● **Your task**
How many lines in these entries contain the string "verbose"? Reply with the number alone.
################
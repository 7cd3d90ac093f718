//! Push channel transport and end-to-end sync against the warp mock backend


use mock_backend::{MockBackend, spawn_backend};
use racedeck::SyncController;
use racedeck::config::{PushProtocol, ServerEntry};
use racedeck::models::{AppEvent, PushEvent, ServerStatus};
use racedeck::remote::{HttpServerApi, PushChannel};
use std::sync::Arc;
use std::time::Duration;
use tokio::sync::mpsc;
use tokio::time::timeout;

const WAIT: Duration = Duration::from_secs(5);

async fn next_event(rx: &mut mpsc::UnboundedReceiver<AppEvent>) -> AppEvent {
    timeout(WAIT, rx.recv())
        .await
        .expect("timed out waiting for an event")
        .expect("event channel closed")
}

async fn wait_for_request(backend: &MockBackend, request: &str, count: usize) {
    timeout(WAIT, async {
        while backend.count(request) < count {
            tokio::time::sleep(Duration::from_millis(10)).await;
        }
    })
    .await
    .unwrap_or_else(|_| panic!("backend never saw {} x{}", request, count));
}

fn status_update(server_id: &str, status: ServerStatus) -> PushEvent {
    PushEvent::ServerStatusUpdate {
        server_id: server_id.to_string(),
        status,
    }
}

#[tokio::test]
async fn test_json_channel_delivers_events() {
    let backend = spawn_backend().await;
    let (tx, mut rx) = mpsc::unbounded_channel();
    let handle = PushChannel::new(
        backend.json_push_url(),
        PushProtocol::Json,
        Duration::from_millis(50),
    )
    .spawn(tx);

    assert!(matches!(next_event(&mut rx).await, AppEvent::PushConnected));

    let event = PushEvent::ConsoleUpdate {
        server_id: "fruits-line".to_string(),
        log_line: "[INF] Takumi has connected".to_string(),
    };
    backend.push.send(event.clone()).unwrap();

    match next_event(&mut rx).await {
        AppEvent::Push(received) => assert_eq!(received, event),
        other => panic!("expected a push event, got {:?}", other),
    }

    handle.abort();
}

#[tokio::test]
async fn test_socketio_handshake_heartbeat_and_events() {
    let backend = spawn_backend().await;
    let (tx, mut rx) = mpsc::unbounded_channel();
    let handle = PushChannel::new(
        backend.socketio_push_url(),
        PushProtocol::Socketio,
        Duration::from_millis(50),
    )
    .spawn(tx);

    // Connected only after the namespace handshake
    assert!(matches!(next_event(&mut rx).await, AppEvent::PushConnected));
    assert_eq!(backend.count("SIO connect"), 1);

    // The server's ping is answered
    wait_for_request(&backend, "SIO pong", 1).await;

    // Unknown and malformed frames sent before this one are skipped
    let event = status_update("shutoku-rush-hour", ServerStatus::Running);
    backend.push.send(event.clone()).unwrap();
    match next_event(&mut rx).await {
        AppEvent::Push(received) => assert_eq!(received, event),
        other => panic!("expected a push event, got {:?}", other),
    }

    handle.abort();
}

#[tokio::test]
async fn test_channel_reconnects_after_close() {
    let backend = spawn_backend().await;
    let (tx, mut rx) = mpsc::unbounded_channel();
    let handle = PushChannel::new(
        backend.flaky_push_url(),
        PushProtocol::Json,
        Duration::from_millis(50),
    )
    .spawn(tx);

    assert!(matches!(next_event(&mut rx).await, AppEvent::PushConnected));
    assert!(matches!(next_event(&mut rx).await, AppEvent::PushDisconnected));
    assert!(matches!(next_event(&mut rx).await, AppEvent::PushConnected));
    assert!(backend.count("WS flaky") >= 2);

    handle.abort();
}

#[tokio::test]
async fn test_unreachable_channel_reports_nothing() {
    let (tx, mut rx) = mpsc::unbounded_channel();
    let handle = PushChannel::new(
        "ws://127.0.0.1:9/ws",
        PushProtocol::Json,
        Duration::from_millis(20),
    )
    .spawn(tx);

    // Failed attempts never count as a connection, so no disconnect either
    assert!(
        timeout(Duration::from_millis(300), rx.recv())
            .await
            .is_err()
    );

    handle.abort();
}

#[tokio::test]
async fn test_channel_stops_when_receiver_is_dropped() {
    let backend = spawn_backend().await;
    let (tx, rx) = mpsc::unbounded_channel();
    drop(rx);

    let handle = PushChannel::new(
        backend.json_push_url(),
        PushProtocol::Json,
        Duration::from_millis(20),
    )
    .spawn(tx);

    timeout(WAIT, handle)
        .await
        .expect("push channel kept running without a receiver")
        .unwrap();
}

#[tokio::test]
async fn test_connect_resyncs_statuses_and_applies_pushes() {
    let backend = spawn_backend().await;
    let servers = vec![
        ServerEntry {
            id: "fruits-line".to_string(),
            name: "Fruits Line".to_string(),
        },
        ServerEntry {
            id: "shutoku-rush-hour".to_string(),
            name: "Shutoku Rush Hour".to_string(),
        },
    ];

    let (tx, mut rx) = mpsc::unbounded_channel();
    let api = Arc::new(HttpServerApi::new(&backend.base_url()));
    let mut controller = SyncController::new(&servers, api, tx.clone());
    let handle = PushChannel::new(
        backend.json_push_url(),
        PushProtocol::Json,
        Duration::from_millis(50),
    )
    .spawn(tx);

    let event = next_event(&mut rx).await;
    assert!(matches!(event, AppEvent::PushConnected));
    controller.handle_event(event);
    assert!(controller.state().push_connected());

    // Resync sweep: one status read per listed server
    for _ in 0..2 {
        let event = next_event(&mut rx).await;
        assert!(matches!(event, AppEvent::StatusLoaded(..)));
        controller.handle_event(event);
    }
    assert_eq!(backend.count("GET status fruits-line"), 1);
    assert_eq!(backend.count("GET status shutoku-rush-hour"), 1);

    let fruits = controller.state().server("fruits-line").unwrap();
    assert_eq!(fruits.status, ServerStatus::Running);
    assert_eq!(fruits.player_count, 1);
    assert_eq!(
        controller.state().server("shutoku-rush-hour").unwrap().status,
        ServerStatus::Stopped
    );

    // Select and load the snapshot
    controller.select_server("fruits-line");
    for _ in 0..2 {
        let event = next_event(&mut rx).await;
        controller.handle_event(event);
    }
    assert_eq!(controller.state().console().len(), 2);
    assert_eq!(controller.state().players()[0].name, "Takumi");

    // Pushed status for the other server, console line for the selected one
    backend
        .push
        .send(status_update("shutoku-rush-hour", ServerStatus::Starting))
        .unwrap();
    backend
        .push
        .send(PushEvent::ConsoleUpdate {
            server_id: "fruits-line".to_string(),
            log_line: "[INF] Lap completed".to_string(),
        })
        .unwrap();
    for _ in 0..2 {
        let event = next_event(&mut rx).await;
        assert!(matches!(event, AppEvent::Push(_)));
        controller.handle_event(event);
    }

    assert_eq!(
        controller.state().server("shutoku-rush-hour").unwrap().status,
        ServerStatus::Starting
    );
    assert_eq!(
        controller.state().console().last().map(String::as_str),
        Some("[INF] Lap completed")
    );

    handle.abort();
}
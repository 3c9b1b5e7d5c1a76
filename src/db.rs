use anyhow::{Context, Result};
use rusqlite::{Connection, ErrorCode, OptionalExtension, params};
use std::path::{Path, PathBuf};
use tracing::debug;

use crate::store::{BackendError, StorageBackend};

/// SQLite-backed key-value storage. One row per key in the `kv` table.
pub struct SqliteBackend {
    conn: Connection,
    path: PathBuf,
}

impl SqliteBackend {
    pub fn open(path: &Path) -> Result<Self> {
        if let Some(parent) = path.parent() {
            if !parent.as_os_str().is_empty() {
                std::fs::create_dir_all(parent).with_context(|| {
                    format!("Failed to create data directory: {}", parent.display())
                })?;
            }
        }
        let conn = Connection::open(path)
            .with_context(|| format!("Failed to open database: {}", path.display()))?;
        debug!(path = %path.display(), "Opened database");
        Ok(Self {
            conn,
            path: path.to_path_buf(),
        })
    }

    pub fn path(&self) -> &PathBuf {
        &self.path
    }

    pub fn init(&self) -> Result<()> {
        self.conn.execute_batch(
            r#"
            CREATE TABLE IF NOT EXISTS kv (
                key TEXT PRIMARY KEY,
                value TEXT NOT NULL,
                updated_at TEXT NOT NULL DEFAULT (datetime('now'))
            );
            "#,
        )?;
        Ok(())
    }

    /// Open and make sure the `kv` table exists.
    pub fn open_initialized(path: &Path) -> Result<Self> {
        let backend = Self::open(path)?;
        backend.init()?;
        Ok(backend)
    }
}

impl StorageBackend for SqliteBackend {
    fn get(&self, key: &str) -> Result<Option<String>, BackendError> {
        let value = self
            .conn
            .query_row("SELECT value FROM kv WHERE key = ?1", [key], |row| row.get(0))
            .optional()?;
        Ok(value)
    }

    fn set(&mut self, key: &str, value: &str) -> Result<(), BackendError> {
        self.conn
            .execute(
                "INSERT INTO kv (key, value) VALUES (?1, ?2)
                 ON CONFLICT(key) DO UPDATE SET value = excluded.value, updated_at = datetime('now')",
                params![key, value],
            )
            .map_err(write_error)?;
        Ok(())
    }

    fn remove(&mut self, key: &str) -> Result<(), BackendError> {
        self.conn.execute("DELETE FROM kv WHERE key = ?1", [key])?;
        Ok(())
    }
}

fn write_error(err: rusqlite::Error) -> BackendError {
    match err.sqlite_error_code() {
        Some(ErrorCode::DiskFull) => BackendError::DatabaseFull,
        _ => BackendError::Sqlite(err),
    }
}
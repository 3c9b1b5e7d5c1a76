use serde::{Deserialize, Deserializer, Serialize};
use serde_json::Value;
use std::collections::BTreeMap;

use crate::schema::Field;

/// One job application. Known columns are typed; anything else lands in `extra`.
///
/// Serialized keys are the normalized field names (`Job_Title`, `Design_Related`, ...)
/// so the stored blob is interchangeable with the browser and API storage paths.
#[derive(Debug, Clone, Default, PartialEq, Serialize, Deserialize)]
pub struct Application {
    #[serde(default, skip_serializing_if = "Option::is_none")]
    pub id: Option<String>,

    #[serde(rename = "Company", default, skip_serializing_if = "Option::is_none")]
    pub company: Option<String>,
    #[serde(rename = "Job_Title", default, skip_serializing_if = "Option::is_none")]
    pub job_title: Option<String>,
    #[serde(rename = "Year", default, deserialize_with = "lenient_year")]
    pub year: Option<i64>, // null when unknown

    #[serde(rename = "Email_Questions", default, skip_serializing_if = "Option::is_none")]
    pub email_questions: Option<bool>,
    #[serde(rename = "One_Sided_Interview", default, skip_serializing_if = "Option::is_none")]
    pub one_sided_interview: Option<bool>,
    #[serde(rename = "Behaviourial_Interview", default, skip_serializing_if = "Option::is_none")]
    pub behaviourial_interview: Option<bool>,
    #[serde(rename = "Portfolio_Walkthrough", default, skip_serializing_if = "Option::is_none")]
    pub portfolio_walkthrough: Option<bool>,
    #[serde(rename = "Take_home_Challenge", default, skip_serializing_if = "Option::is_none")]
    pub take_home_challenge: Option<bool>,
    #[serde(rename = "Recruiter_Call", default, skip_serializing_if = "Option::is_none")]
    pub recruiter_call: Option<bool>,
    #[serde(rename = "Design_Related", default, skip_serializing_if = "Option::is_none")]
    pub design_related: Option<bool>,
    #[serde(rename = "Referred", default, skip_serializing_if = "Option::is_none")]
    pub referred: Option<bool>,

    #[serde(rename = "Applied_On", default, skip_serializing_if = "Option::is_none")]
    pub applied_on: Option<String>, // "LinkedIn", "company site", etc.
    #[serde(rename = "Connection_to_Company", default, skip_serializing_if = "Option::is_none")]
    pub connection_to_company: Option<String>,
    #[serde(rename = "Tailored_App", default, skip_serializing_if = "Option::is_none")]
    pub tailored_app: Option<bool>,
    #[serde(rename = "Private_Posting", default, skip_serializing_if = "Option::is_none")]
    pub private_posting: Option<bool>,
    #[serde(rename = "Status", default, skip_serializing_if = "Option::is_none")]
    pub status: Option<String>, // free text, e.g. "Rejected", "No Answer/Ongoing"

    /// Columns outside the known schema, kept verbatim. Never holds `id` or a field name.
    #[serde(flatten)]
    pub extra: BTreeMap<String, Value>,
}

/// The full ordered collection held by the store.
pub type RecordSet = Vec<Application>;

pub const ID_KEY: &str = "id";

/// Stored years may be numbers, numeric strings, or `""` from the browser form.
fn lenient_year<'de, D>(deserializer: D) -> Result<Option<i64>, D::Error>
where
    D: Deserializer<'de>,
{
    let year = match Option::<Value>::deserialize(deserializer)? {
        Some(Value::Number(n)) => n
            .as_i64()
            .or_else(|| n.as_f64().filter(|f| f.fract() == 0.0).map(|f| f as i64)),
        Some(Value::String(s)) => s.trim().parse().ok(),
        _ => None,
    };
    Ok(year)
}

impl Application {
    pub fn text(&self, field: Field) -> Option<&str> {
        match field {
            Field::Company => self.company.as_deref(),
            Field::JobTitle => self.job_title.as_deref(),
            Field::AppliedOn => self.applied_on.as_deref(),
            Field::ConnectionToCompany => self.connection_to_company.as_deref(),
            Field::Status => self.status.as_deref(),
            _ => None,
        }
    }

    /// Flag value, treating an absent flag as `false`.
    pub fn flag(&self, field: Field) -> bool {
        let value = match field {
            Field::EmailQuestions => self.email_questions,
            Field::OneSidedInterview => self.one_sided_interview,
            Field::BehaviourialInterview => self.behaviourial_interview,
            Field::PortfolioWalkthrough => self.portfolio_walkthrough,
            Field::TakeHomeChallenge => self.take_home_challenge,
            Field::RecruiterCall => self.recruiter_call,
            Field::DesignRelated => self.design_related,
            Field::Referred => self.referred,
            Field::TailoredApp => self.tailored_app,
            Field::PrivatePosting => self.private_posting,
            _ => None,
        };
        value.unwrap_or(false)
    }

    pub fn set_text(&mut self, field: Field, value: String) {
        let slot = match field {
            Field::Company => &mut self.company,
            Field::JobTitle => &mut self.job_title,
            Field::AppliedOn => &mut self.applied_on,
            Field::ConnectionToCompany => &mut self.connection_to_company,
            Field::Status => &mut self.status,
            _ => return,
        };
        *slot = Some(value);
    }

    pub fn set_flag(&mut self, field: Field, value: bool) {
        let slot = match field {
            Field::EmailQuestions => &mut self.email_questions,
            Field::OneSidedInterview => &mut self.one_sided_interview,
            Field::BehaviourialInterview => &mut self.behaviourial_interview,
            Field::PortfolioWalkthrough => &mut self.portfolio_walkthrough,
            Field::TakeHomeChallenge => &mut self.take_home_challenge,
            Field::RecruiterCall => &mut self.recruiter_call,
            Field::DesignRelated => &mut self.design_related,
            Field::Referred => &mut self.referred,
            Field::TailoredApp => &mut self.tailored_app,
            Field::PrivatePosting => &mut self.private_posting,
            _ => return,
        };
        *slot = Some(value);
    }

    /// Keep an unknown column. Names the struct serializes itself are ignored.
    pub fn set_extra(&mut self, name: &str, value: String) {
        if is_reserved_key(name) {
            return;
        }
        self.extra.insert(name.to_string(), Value::String(value));
    }

    /// True when the record carries a usable (non-empty) identifier.
    pub fn has_id(&self) -> bool {
        self.id.as_deref().is_some_and(|id| !id.is_empty())
    }
}

/// Keys written by the typed fields of [`Application`].
pub fn is_reserved_key(name: &str) -> bool {
    name == ID_KEY || Field::from_name(name).is_some()
}
use std::path::PathBuf;

use crate::store::STORAGE_KEY;

pub const DB_ENV: &str = "APPTRACK_DB";
pub const STORAGE_KEY_ENV: &str = "APPTRACK_STORAGE_KEY";

/// Runtime settings, resolved from CLI flags, then environment, then platform defaults.
#[derive(Debug, Clone)]
pub struct Config {
    pub db_path: PathBuf,
    pub storage_key: String,
    pub log_level: &'static str,
}

impl Config {
    pub fn load(db_override: Option<PathBuf>, verbose: u8, quiet: bool) -> Self {
        Self::resolve(
            db_override,
            std::env::var(DB_ENV).ok(),
            std::env::var(STORAGE_KEY_ENV).ok(),
            verbose,
            quiet,
        )
    }

    fn resolve(
        db_override: Option<PathBuf>,
        db_env: Option<String>,
        key_env: Option<String>,
        verbose: u8,
        quiet: bool,
    ) -> Self {
        let db_path = db_override
            .or_else(|| db_env.filter(|p| !p.trim().is_empty()).map(PathBuf::from))
            .unwrap_or_else(default_db_path);

        let storage_key = key_env
            .filter(|k| !k.trim().is_empty())
            .unwrap_or_else(|| STORAGE_KEY.to_string());

        Self {
            db_path,
            storage_key,
            log_level: log_level(verbose, quiet),
        }
    }
}

fn default_db_path() -> PathBuf {
    // Use XDG data directory or fallback
    if let Some(proj_dirs) = directories::ProjectDirs::from("", "", "apptrack") {
        proj_dirs.data_dir().join("apptrack.db")
    } else {
        PathBuf::from("apptrack.db")
    }
}

fn log_level(verbose: u8, quiet: bool) -> &'static str {
    if quiet {
        return "error";
    }
    match verbose {
        0 => "warn",
        1 => "info",
        2 => "debug",
        _ => "trace",
    }
}

#[cfg(test)]
mod tests {
    use super::*;

    #[test]
    fn test_flag_beats_environment() {
        let config = Config::resolve(
            Some(PathBuf::from("/tmp/flag.db")),
            Some("/tmp/env.db".to_string()),
            None,
            0,
            false,
        );
        assert_eq!(config.db_path, PathBuf::from("/tmp/flag.db"));
    }

    #[test]
    fn test_environment_beats_default() {
        let config = Config::resolve(None, Some("/tmp/env.db".to_string()), None, 0, false);
        assert_eq!(config.db_path, PathBuf::from("/tmp/env.db"));
    }

    #[test]
    fn test_default_path_and_key() {
        let config = Config::resolve(None, Some("  ".to_string()), Some(String::new()), 0, false);
        assert!(config.db_path.ends_with("apptrack.db"));
        assert_eq!(config.storage_key, "jobApplications");
    }

    #[test]
    fn test_storage_key_from_environment() {
        let config = Config::resolve(None, None, Some("sandbox".to_string()), 0, false);
        assert_eq!(config.storage_key, "sandbox");
    }

    #[test]
    fn test_log_levels() {
        assert_eq!(log_level(0, false), "warn");
        assert_eq!(log_level(1, false), "info");
        assert_eq!(log_level(2, false), "debug");
        assert_eq!(log_level(5, false), "trace");
        assert_eq!(log_level(3, true), "error");
    }
}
################
● **Exercise output**
6